Assignment -> Beginning with the first line of the data below, extract each line up to and including the one containing "let origins: Vec<String> = h.store". Copy them exactly and add nothing.

*** Opening of Exercise inputs ***

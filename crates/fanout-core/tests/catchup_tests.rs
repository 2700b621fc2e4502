
use chrono::{Duration, Utc};
use fanout_core::{FanoutConfig, FanoutError, FanoutStore};
use fanout_domain::payload::{decode_json, encode_json};
use fanout_domain::{unique_conversation_id, CanonicalMessage, DistributeStatus, MessageStatus, PinAction, PinBody,
                    PriorityTier, RecallBody, CATEGORY_PIN, CATEGORY_RECALL};
use test_support::{test_config, Harness, TENANT};

/// Backlog de 1 hora: m1..m3 entregados por u1, uno propio de u9, un
/// control y un pendiente.
async fn backlog(h: &Harness) -> chrono::DateTime<Utc> {
    let start = Utc::now() - Duration::hours(1);
    h.member("u9", PriorityTier::Low).await;
    h.message("m1", "u1", MessageStatus::Finished, start + Duration::minutes(1)).await;
    h.message("m2", "u1", MessageStatus::Privileged, start + Duration::minutes(2)).await;
    h.message("own", "u9", MessageStatus::Finished, start + Duration::minutes(3)).await;
    h.message("m3", "u1", MessageStatus::Pinned, start + Duration::minutes(4)).await;
    h.message("later", "u1", MessageStatus::Pending, start + Duration::minutes(5)).await;
    let recall = CanonicalMessage::new(TENANT,
                                       "r1",
                                       "u1",
                                       CATEGORY_RECALL,
                                       encode_json(&RecallBody { message_id: "x".into() }).unwrap())
        .with_status(MessageStatus::Finished)
        .with_created_at(start + Duration::minutes(6));
    h.store.insert_message(&recall).await.unwrap();
    start
}

#[tokio::test]
async fn resend_selects_delivered_content_and_advances_cursor() {
    let h = Harness::new().await;
    let start = backlog(&h).await;

    let cursor = h.catchup.resend(TENANT, "u9", start).await.unwrap();
    // El más nuevo seleccionado es "own" o m3; controles y pendientes no cuentan
    assert_eq!(cursor, Some(start + Duration::minutes(4)));

    let sent = h.transport.sent_to("u9");
    let categories: Vec<&str> = sent.iter().map(|m| m.category.as_str()).collect();
    assert_eq!(categories, vec!["PLAIN_TEXT", "PLAIN_TEXT", "PLAIN_TEXT", CATEGORY_PIN]);
    // Orden cronológico, sin mensajes propios
    let origins: Vec<String> = h.store
                                .rows_for(TENANT, "u9")
                                .await
                                .into_iter()
                                .map(|r| r.origin_message_id)
                                .collect();
    assert_eq!(&origins[..3], &["m1", "m2", "m3"]);
    assert!(sent.iter().all(|m| m.conversation_id == unique_conversation_id(TENANT, "u9")));
    assert!(h.store
             .rows_for(TENANT, "u9")
             .await
             .iter()
             .all(|r| r.status == DistributeStatus::Finished));

    // Siguiente llamada: nada posterior al cursor
    assert_eq!(h.catchup.resend(TENANT, "u9", cursor.unwrap()).await.unwrap(), None);
}

#[tokio::test]
async fn pinned_message_gets_companion_pin() {
    let h = Harness::new().await;
    let start = backlog(&h).await;
    h.catchup.resend(TENANT, "u9", start).await.unwrap();

    let rows = h.store.rows_for(TENANT, "u9").await;
    let m3_copy = rows.iter().find(|r| r.origin_message_id == "m3").unwrap();
    let companion = rows.iter().find(|r| r.category == CATEGORY_PIN).unwrap();
    assert_eq!(companion.message_id, unique_conversation_id("u9", "m3"));
    let body: PinBody = decode_json(&companion.data).unwrap();
    assert_eq!(body.action, PinAction::Pin);
    assert_eq!(body.message_ids, vec![m3_copy.message_id.clone()]);
    assert_eq!(companion.representative_id, None);
}

#[tokio::test]
async fn repeated_resend_does_not_duplicate() {
    let h = Harness::new().await;
    let start = backlog(&h).await;
    h.catchup.resend(TENANT, "u9", start).await.unwrap();
    let first = h.transport.sent().len();
    h.catchup.resend(TENANT, "u9", start).await.unwrap();
    assert_eq!(h.transport.sent().len(), first);
    assert_eq!(h.store.rows_for(TENANT, "u9").await.len(), 4);
}

#[tokio::test]
async fn catch_up_loop_terminates() {
    let h = Harness::new().await;
    let start = backlog(&h).await;
    let rounds = h.catchup.catch_up_from(TENANT, "u9", start).await.unwrap();
    assert_eq!(rounds, 1);
    assert_eq!(h.catchup.catch_up_from(TENANT, "u9", Utc::now()).await.unwrap(), 0);
}

#[tokio::test]
async fn catch_up_rounds_are_bounded() {
    let h = Harness::with_config(FanoutConfig { catchup_max_rounds: 1, ..test_config() }).await;
    let start = backlog(&h).await;
    let err = h.catchup.catch_up_from(TENANT, "u9", start).await.unwrap_err();
    assert!(matches!(err, FanoutError::CatchupExhausted { rounds: 1 }));
}

#[tokio::test]
async fn unknown_tenant_is_rejected_before_any_send() {
    let h = Harness::new().await;
    backlog(&h).await;
    let from = Utc::now() - Duration::hours(2);

    let err = h.catchup.resend("nope", "u9", from).await.unwrap_err();
    assert!(matches!(err, FanoutError::UnknownTenant(ref t) if t == "nope"));
    assert!(matches!(h.catchup.catch_up_from("nope", "u9", from).await, Err(FanoutError::UnknownTenant(_))));
    assert!(matches!(h.catchup.backfill_latest("nope", "u9").await, Err(FanoutError::UnknownTenant(_))));
    assert!(matches!(h.catchup.flush_standalone("nope", "u9").await, Err(FanoutError::UnknownTenant(_))));
    assert!(h.transport.sent().is_empty());
    assert!(h.store.distribute_rows().await.is_empty());
}

#[tokio::test]
async fn failed_sends_stay_standalone_until_flushed() {
    let h = Harness::new().await;
    let start = backlog(&h).await;
    h.transport.fail_for("u9");
    h.catchup.resend(TENANT, "u9", start).await.unwrap();
    assert!(h.transport.sent_to("u9").is_empty());
    let rows = h.store.rows_for(TENANT, "u9").await;
    assert_eq!(rows.len(), 4);
    assert!(rows.iter().all(|r| r.status == DistributeStatus::Standalone));

    h.transport.recover("u9");
    assert_eq!(h.catchup.flush_standalone(TENANT, "u9").await.unwrap(), 4);
    assert!(h.store
             .rows_for(TENANT, "u9")
             .await
             .iter()
             .all(|r| r.status == DistributeStatus::Finished));
    assert_eq!(h.catchup.flush_standalone(TENANT, "u9").await.unwrap(), 0);
}

#[tokio::test]
async fn backfill_sends_latest_plus_pinned_and_restores_priority() {
    let h = Harness::with_config(FanoutConfig { backfill_count: 1, ..test_config() }).await;
    h.member("new", PriorityTier::High).await;
    let now = Utc::now();
    h.message("old-pin", "u1", MessageStatus::Pinned, now - Duration::days(3)).await;
    h.message("old", "u1", MessageStatus::Finished, now - Duration::days(2)).await;
    h.message("a", "u1", MessageStatus::Finished, now - Duration::hours(2)).await;
    h.message("b", "u1", MessageStatus::Finished, now - Duration::hours(1)).await;

    let sent = h.catchup.backfill_latest(TENANT, "new").await.unwrap();
    // b (último) + old-pin + su pin compañero
    assert_eq!(sent, 3);
    let mut origins: Vec<String> = h.store
                                    .rows_for(TENANT, "new")
                                    .await
                                    .into_iter()
                                    .map(|r| r.origin_message_id)
                                    .filter(|o| o == "b" || o == "old-pin" || o == "a" || o == "old")
                                    .collect();
    origins.sort();
    assert_eq!(origins, vec!["b", "old-pin"]);
    assert_eq!(h.store.member(TENANT, "new").await.unwrap().priority, PriorityTier::High);
}

#[tokio::test]
async fn backfill_of_unknown_or_stopped_member() {
    let h = Harness::new().await;
    let err = h.catchup.backfill_latest(TENANT, "ghost").await.unwrap_err();
    assert!(matches!(err, FanoutError::UnknownMember { .. }));

    h.member("stopped", PriorityTier::Stop).await;
    h.message("a", "u1", MessageStatus::Finished, Utc::now() - Duration::minutes(5)).await;
    assert_eq!(h.catchup.backfill_latest(TENANT, "stopped").await.unwrap(), 0);
    assert!(h.transport.sent().is_empty());
}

*** Close of Exercise inputs ***

Task solution ->
filename crates/fanout-core/tests/catchup_tests.rs
repository 2700b621fc2e4502

use chrono::{Duration, Utc};
use fanout_core::{FanoutConfig, FanoutError, FanoutStore};
use fanout_domain::payload::{decode_json, encode_json};
use fanout_domain::{unique_conversation_id, CanonicalMessage, DistributeStatus, MessageStatus, PinAction, PinBody,
                    PriorityTier, RecallBody, CATEGORY_PIN, CATEGORY_RECALL};
use test_support::{test_config, Harness, TENANT};

/// Backlog de 1 hora: m1..m3 entregados por u1, uno propio de u9, un
/// control y un pendiente.
async fn backlog(h: &Harness) -> chrono::DateTime<Utc> {
    let start = Utc::now() - Duration::hours(1);
    h.member("u9", PriorityTier::Low).await;
    h.message("m1", "u1", MessageStatus::Finished, start + Duration::minutes(1)).await;
    h.message("m2", "u1", MessageStatus::Privileged, start + Duration::minutes(2)).await;
    h.message("own", "u9", MessageStatus::Finished, start + Duration::minutes(3)).await;
    h.message("m3", "u1", MessageStatus::Pinned, start + Duration::minutes(4)).await;
    h.message("later", "u1", MessageStatus::Pending, start + Duration::minutes(5)).await;
    let recall = CanonicalMessage::new(TENANT,
                                       "r1",
                                       "u1",
                                       CATEGORY_RECALL,
                                       encode_json(&RecallBody { message_id: "x".into() }).unwrap())
        .with_status(MessageStatus::Finished)
        .with_created_at(start + Duration::minutes(6));
    h.store.insert_message(&recall).await.unwrap();
    start
}

#[tokio::test]
async fn resend_selects_delivered_content_and_advances_cursor() {
    let h = Harness::new().await;
    let start = backlog(&h).await;

    let cursor = h.catchup.resend(TENANT, "u9", start).await.unwrap();
    // El más nuevo seleccionado es "own" o m3; controles y pendientes no cuentan
    assert_eq!(cursor, Some(start + Duration::minutes(4)));

    let sent = h.transport.sent_to("u9");
    let categories: Vec<&str> = sent.iter().map(|m| m.category.as_str()).collect();
    assert_eq!(categories, vec!["PLAIN_TEXT", "PLAIN_TEXT", "PLAIN_TEXT", CATEGORY_PIN]);
    // Orden cronológico, sin mensajes propios
    let origins: Vec<String> = h.store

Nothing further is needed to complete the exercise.